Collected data
--- START ---

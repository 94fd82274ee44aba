//! Error types for the SABnzbd API client.

use thiserror::Error;

/// Primary error type for SABnzbd operations.
#[derive(Debug, Error)]
pub enum SabnzbdError {
    /// API URL derived from settings was invalid.
    #[error("invalid api endpoint")]
    InvalidEndpoint {
        /// Endpoint assembled from host and port.
        endpoint: String,
        /// Source parse error.
        #[source]
        source: url::ParseError,
    },
    /// Adapter is enabled but no API key was configured.
    #[error("api key is required when the adapter is enabled")]
    MissingApiKey,
    /// HTTP client could not be constructed.
    #[error("failed to build http client")]
    ClientBuild {
        /// Source HTTP client error.
        #[source]
        source: reqwest::Error,
    },
    /// Request to the API endpoint failed.
    #[error("api request failed")]
    Http {
        /// Source HTTP client error.
        #[source]
        source: reqwest::Error,
    },
    /// API endpoint returned a non-success status.
    #[error("api endpoint returned error status")]
    Status {
        /// HTTP status code returned by the server.
        status: u16,
    },
    /// API payload could not be decoded.
    #[error("malformed api payload")]
    Malformed {
        /// Source deserialization error.
        #[source]
        source: serde_json::Error,
    },
    /// API acknowledged the call but reported failure.
    #[error("api rejected the speed limit change")]
    Rejected,
}

/// Convenience alias for SABnzbd results.
pub type SabnzbdResult<T> = Result<T, SabnzbdError>;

--- END ---

# Problem description:
Read through the entries and copy every line that includes "from".

# Exercise result:
    /// API URL derived from settings was invalid.
        /// Endpoint assembled from host and port.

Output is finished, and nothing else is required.